Using our “Eraser” tool and brush #100 airbrush with the opacity set to 50%, gently paint around the edges of your photo in a slight wavy motion until it blends well with the layer below it.

When you are satisfied with the outcome, select both photo layers (Layer 2 Copy and Layer 2 Copy 2). Make sure both layers are highlighted. Then merge the two layers together. To merge, right click and select the “Merge Layers” option at the bottom of the drop-down menu. Rename this layer “Photo 1.” To do this, gently double click on the title of the current layer and retype the new title.

Now for the tricky part.

Step 10 – Out of the Box - Trimming and Filtering

We’re going to copy this layer (Photo 1) to a new file. Open a New Photoshop file and set it to 6 x 6 inches, 300 dpi resolution, transparent. Return to your project, highlight the layer “Photo 1” and drag it to the new file. If you forgot to “Stroke” this layer, you can do so now. We want a clean copy because we’re going to TRIM it.


In the menu bar, select “Image.” Then select the “Trim” option from the drop-down menu. This will automatically trim your photo tightly within the transparent frame. Now to resize it so that we can Liquify it. Again in the “Image” option, select “Image Size.” Change the width to “1” and leave the remaining settings as they are. Make sure all the bottom boxes are checked.

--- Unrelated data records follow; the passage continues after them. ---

//! CLI subcommands

pub mod report;
pub mod windows;

use anyhow::Result;
use audit_lib::window::{DEFAULT_HISTORICAL_DAYS, DEFAULT_RECENT_DAYS};
use audit_lib::{AuditConfig, QuerySpec};
use chrono::{DateTime, FixedOffset, Utc};
use clap::Args;

use crate::config::{parse_utc_offset, Config, DEFAULT_UTC_OFFSET};

/// Options shared by every command that builds queries
#[derive(Debug, Clone, Default, Args)]
pub struct QueryArgs {
    /// Metric counting requests per resource
    #[arg(long)]
    pub hits_metric: Option<String>,

    /// Metric counting errored requests per resource
    #[arg(long)]
    pub errors_metric: Option<String>,

    /// Tag filter for both queries (e.g. "service:web,env:prod")
    #[arg(long)]
    pub filter: Option<String>,

    /// Tag the series are grouped by
    #[arg(long)]
    pub group_by: Option<String>,

    /// Length of the historical window in days [default: 365]
    #[arg(long)]
    pub historical_days: Option<u32>,

    /// Length of the recent window in days [default: 90]
    #[arg(long)]
    pub recent_days: Option<u32>,

    /// UTC offset for report dates (e.g. +09:00) [default: +09:00]
    #[arg(long, allow_hyphen_values = true)]
    pub utc_offset: Option<String>,
}

impl QueryArgs {
    /// Merge flags over the config file over built-in defaults
    pub fn resolve(
        &self,
        config: &Config,
        now: DateTime<Utc>,
    ) -> Result<(AuditConfig, FixedOffset)> {
        let defaults = QuerySpec::default();
        let query = QuerySpec {
            hits_metric: pick(&self.hits_metric, &config.hits_metric, defaults.hits_metric),
            errors_metric: pick(&self.errors_metric, &config.errors_metric, defaults.errors_metric),
            filter: pick(&self.filter, &config.filter, defaults.filter),
            group_by: pick(&self.group_by, &config.group_by, defaults.group_by),
        };

        let audit = AuditConfig {
            query,
            now,
            historical_days: self
                .historical_days
                .or(config.historical_days)
                .unwrap_or(DEFAULT_HISTORICAL_DAYS),
            recent_days: self
                .recent_days
                .or(config.recent_days)
                .unwrap_or(DEFAULT_RECENT_DAYS),
        };

        let offset = parse_utc_offset(&pick(
            &self.utc_offset,
            &config.utc_offset,
            DEFAULT_UTC_OFFSET.to_string(),
        ))?;

        Ok((audit, offset))
    }
}

fn pick(flag: &Option<String>, file: &Option<String>, default: String) -> String {
    flag.clone().or_else(|| file.clone()).unwrap_or(default)
}

#[cfg(test)]
mod tests {
    use super::*;
    use chrono::TimeZone;

    fn now() -> DateTime<Utc> {
        Utc.with_ymd_and_hms(2024, 6, 30, 0, 0, 0).unwrap()
    }

    #[test]
    fn test_defaults() {
        let (audit, offset) = QueryArgs::default().resolve(&Config::default(), now()).unwrap();
        assert_eq!(audit.query.hits_metric, "trace.rack.request.hits");
        assert_eq!(audit.query.group_by, "resource_name");
        assert_eq!(audit.historical_days, 365);
        assert_eq!(audit.recent_days, 90);
        assert_eq!(audit.now, now());
        assert_eq!(offset.local_minus_utc(), 9 * 3600);
    }

    #[test]
    fn test_flags_override_file() {
        let config = Config {
            filter: Some("service:api".to_string()),
            recent_days: Some(30),
            historical_days: Some(180),
            utc_offset: Some("+00:00".to_string()),
            ..Default::default()
        };
        let args = QueryArgs {
            recent_days: Some(60),
            utc_offset: Some("-03:00".to_string()),
            ..Default::default()
        };

        let (audit, offset) = args.resolve(&config, now()).unwrap();
        assert_eq!(audit.query.filter, "service:api");
        assert_eq!(audit.recent_days, 60);
        assert_eq!(audit.historical_days, 180);
        assert_eq!(offset.local_minus_utc(), -3 * 3600);
    }

    #[test]
    fn test_bad_offset() {
        let args = QueryArgs {
            utc_offset: Some("JST".to_string()),
            ..Default::default()
        };
        assert!(args.resolve(&Config::default(), now()).is_err());
    }
}
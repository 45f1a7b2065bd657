//! Capture errors
//!
//! Validation failures raised synchronously by the capture workflow.
//! An incomplete capture is *not* an error: the grader reports it as a result.

use thiserror::Error;

/// Errors that can occur when feeding the capture workflow
#[derive(Debug, Clone, PartialEq, Eq, Error)]
pub enum CaptureError {
    /// Slot identifier was empty
    #[error("empty capture slot")]
    EmptySlot,

    /// Slot identifier did not name one of the three capture slots
    #[error("unknown capture slot: {0}. Use: front_top, back_top, front_angle")]
    UnknownSlot(String),

    /// Step identifier did not name a wizard step
    #[error("unknown step: {0}. Use: front_top, back_top, front_angle, review")]
    UnknownStep(String),

    /// Image payload contained no bytes
    #[error("image payload is empty")]
    EmptyPayload,
}
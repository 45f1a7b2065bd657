//! Property-based tests for the grader and capture session
//!
//! Uses proptest to verify properties that should hold for all inputs.

use proptest::prelude::*;
use proptest::sample::subsequence;
use vcv::core::models::{CaptureSlot, GradeBand, INCOMPLETE_LABEL, SubScores, WizardStep};
use vcv::core::services::{CaptureSession, estimate, jitter, round_to_half};

use crate::common::{images_with, payload};

fn any_step() -> impl Strategy<Value = WizardStep> {
    prop::sample::select(WizardStep::ALL.to_vec())
}

fn any_slot() -> impl Strategy<Value = CaptureSlot> {
    prop::sample::select(CaptureSlot::ALL.to_vec())
}

proptest! {
    /// Any capture missing a slot is incomplete, with zero scores and the
    /// missing slots named in the notes
    #[test]
    fn incomplete_whenever_a_slot_is_missing(present in subsequence(CaptureSlot::ALL.to_vec(), 0..3)) {
        let result = estimate(&images_with(&present));

        prop_assert_eq!(result.predicted_grade.as_str(), INCOMPLETE_LABEL);
        prop_assert_eq!(result.sub_scores, SubScores::zero());

        let missing_note = &result.notes[1];
        for slot in CaptureSlot::ALL {
            let named = missing_note.contains(slot.display_name());
            prop_assert_eq!(named, !present.contains(&slot));
        }
    }

    /// Jitter stays in [-0.3, 0.3) and is a pure function of the seed
    #[test]
    fn jitter_bounded_and_pure(seed in 0u32..100_000) {
        let value = jitter(seed);
        prop_assert!((-0.3..0.3).contains(&value));
        prop_assert_eq!(value.to_bits(), jitter(seed).to_bits());
    }

    /// Rounding an already half-aligned value returns it unchanged
    #[test]
    fn rounding_is_idempotent(halves in 0u32..=20) {
        let aligned = f64::from(halves) / 2.0;
        prop_assert_eq!(round_to_half(aligned).to_bits(), aligned.to_bits());
    }

    /// Rounding twice is the same as rounding once
    #[test]
    fn rounding_stable(value in 0.0f64..10.0) {
        let once = round_to_half(value);
        prop_assert_eq!(round_to_half(once).to_bits(), once.to_bits());
    }

    /// A higher composite never lands in a lower band
    #[test]
    fn bands_are_monotonic(a in 0.0f64..10.0, b in 0.0f64..10.0) {
        let (low, high) = if a <= b { (a, b) } else { (b, a) };
        prop_assert!(GradeBand::from_score(round_to_half(low)) <= GradeBand::from_score(round_to_half(high)));
    }

    /// Reset always yields an empty session on the first step
    #[test]
    fn reset_always_returns_to_start(
        captures in prop::collection::vec(any_slot(), 0..6),
        jumps in prop::collection::vec(any_step(), 0..4),
        graded in any::<bool>(),
    ) {
        let mut session = CaptureSession::new();
        for (i, slot) in captures.iter().enumerate() {
            if let Some(step) = jumps.get(i) {
                session.jump(*step);
            }
            session.capture_image(*slot, payload()).unwrap();
        }
        if graded {
            session.request_grade();
        }

        session.reset();

        prop_assert!(session.images().is_empty());
        prop_assert_eq!(session.current_step(), WizardStep::FrontTop);
        prop_assert!(session.last_result().is_none());
    }
}
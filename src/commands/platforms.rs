//! Portal platform listing and link resolution

use std::path::Path;

use vcv::config::PortalConfig;
use vcv::output::{OperationResult, OutputMode, PlatformList};

/// List configured platforms
pub fn platforms(config_path: Option<&Path>, mode: OutputMode) -> anyhow::Result<()> {
    let (config, _) = PortalConfig::load(config_path)?;
    let navigator = config.navigator()?;

    PlatformList::from_navigator(&config.portal.title, &config.portal.subtitle, &navigator)
        .render(mode);
    Ok(())
}

/// Print the destination URL of a platform
///
/// Never opens anything; unconfigured links fail with a hint instead.
pub fn open(id: u32, config_path: Option<&Path>, mode: OutputMode) -> anyhow::Result<()> {
    let (config, source) = PortalConfig::load(config_path)?;
    let navigator = config.navigator()?;

    match navigator.resolve(id) {
        Ok(url) => {
            OperationResult::ok(url).render(mode);
            Ok(())
        },
        Err(err) => {
            let file = source.map_or_else(
                || vcv::paths::VCV_TOML.to_string(),
                |p| p.display().to_string(),
            );
            let message = format!("{err}. Set its url in {file}");
            if mode == OutputMode::Json {
                OperationResult::failed(message.as_str()).render(mode);
            }
            anyhow::bail!(message)
        },
    }
}
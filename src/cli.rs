//! CLI definitions and entry point

use std::path::PathBuf;

use clap::{Parser, Subcommand};

use crate::commands;
use vcv::output::OutputMode;

/// vcv - Virtual Commerce Ventures portal
#[derive(Parser, Debug)]
#[command(
    name = "vcv",
    version,
    about = "Virtual Commerce Ventures portal and GaaS grading demo",
    long_about = "Navigate the Virtual Commerce Ventures platforms and run the GaaS demo.\n\n\
                  GaaS (Grading as a Service) walks through three card photographs and\n\
                  returns a placeholder PSA-style estimate. No real image analysis is done."
)]
pub struct Cli {
    /// Enable verbose output
    #[arg(short, long, global = true)]
    pub verbose: bool,

    /// Output in JSON format (machine-readable)
    #[arg(long, global = true)]
    pub json: bool,

    /// Config file (defaults to ./vcv.toml, then the user config dir)
    #[arg(short, long, global = true, env = "VCV_CONFIG", value_name = "PATH")]
    pub config: Option<PathBuf>,

    #[command(subcommand)]
    pub command: Option<Command>,
}

#[derive(Subcommand, Debug)]
pub enum Command {
    /// Write a vcv.toml with the default portal configuration
    Init {
        /// Overwrite an existing vcv.toml
        #[arg(short, long)]
        force: bool,
    },

    /// List portal platforms and whether their links are configured
    Platforms,

    /// Resolve a platform's destination URL
    Open {
        /// Platform id
        id: u32,
    },

    /// Estimate a grade from three card photographs
    Grade {
        /// Front, top-down photograph
        #[arg(long, value_name = "FILE")]
        front_top: Option<PathBuf>,

        /// Back, top-down photograph
        #[arg(long, value_name = "FILE")]
        back_top: Option<PathBuf>,

        /// Front, angled photograph
        #[arg(long, value_name = "FILE")]
        front_angle: Option<PathBuf>,

        /// Directory holding front_top.*, back_top.* and front_angle.*
        #[arg(short, long, value_name = "DIR")]
        dir: Option<PathBuf>,
    },

    /// Run the capture wizard interactively (commands on stdin)
    Wizard,

    /// Show version
    Version,
}

/// Run the CLI
pub fn run() -> anyhow::Result<()> {
    let cli = Cli::parse();

    if cli.verbose {
        env_logger::Builder::from_env(env_logger::Env::default().default_filter_or("debug")).init();
    } else {
        env_logger::Builder::from_env(env_logger::Env::default().default_filter_or("info")).init();
    }

    let output_mode = if cli.json {
        OutputMode::Json
    } else {
        OutputMode::Human
    };
    let config = cli.config.as_deref();

    match cli.command {
        Some(Command::Init { force }) => commands::init(force, output_mode),
        Some(Command::Platforms) => commands::platforms(config, output_mode),
        Some(Command::Open { id }) => commands::open(id, config, output_mode),
        Some(Command::Grade {
            front_top,
            back_top,
            front_angle,
            dir,
        }) => {
            let files = commands::GradeFiles {
                front_top,
                back_top,
                front_angle,
                dir,
            };
            commands::grade(&files, output_mode)
        },
        Some(Command::Wizard) => {
            let stdin = std::io::stdin();
            commands::wizard(stdin.lock(), output_mode)
        },
        Some(Command::Version) => {
            if output_mode == OutputMode::Json {
                println!(
                    "{}",
                    serde_json::json!({
                        "version": vcv::VERSION
                    })
                );
            } else {
                println!("vcv v{}", vcv::VERSION);
            }
            Ok(())
        },
        None => {
            if output_mode == OutputMode::Json {
                println!(
                    "{}",
                    serde_json::json!({
                        "version": vcv::VERSION,
                        "hint": "Use --help for usage"
                    })
                );
            } else {
                println!("vcv v{}", vcv::VERSION);
                println!("\nRun 'vcv --help' for usage");
                println!("Run 'vcv platforms' to see the portal");
                println!("Run 'vcv wizard' to try the GaaS grading demo");
            }
            Ok(())
        },
    }
}
//! Business logic services
//!
//! Pure functions and state machines that operate on domain models.

pub mod grader;
mod navigator;
mod session;

pub use grader::{estimate, grade_scores, jitter, round_to_half};
pub use navigator::{NavigationError, Navigator, PlaceholderPolicy};
pub use session::CaptureSession;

Step 11 – Liquify and Bloat

I remember when I first discovered Filters. Oh what fun I had. And I have to be honest and tell you that 14 years later I'm still learning what these filters do. It's like a new toy every time I venture in the Filter "room" as I call it. I hope the experience will be as exciting for you. Let's play.


Go back to the menu bar and select “Filter.” In the drop-down menu, select “Liquify.” We will need to pop the picture out so that it looks slightly DOME-ish. This will take some practice as the brushes here are rather touchy.

Select your “Bloat” tool from the tool bar. Then set your brush size to 360. Leave the remaining settings as they are. Now gently hovering above your photo, find the center. Then click ONCE. Note the effect before clicking again. When you’re comfortable, repeat the click as often as needed to achieve the dome effect you want. I have clicked 3 times. Click “Ok” when you’re finished.

Step 12 – Returning and Resizing

We will need to drag this photo back to our original project and resize it. Simply drag your domed photo using the “move” tool. Center it in the middle of your bubble. Now select the “Edit” option from your menu bar and the “Free Transform” option from the drop-down menu. Resize your photo to fit inside the bubble like before, then “Apply.”

Step 13 – Glare and finishing touches

Now for the finishing touches. This can be tedious but always a ton of fun for creative non-genius in me.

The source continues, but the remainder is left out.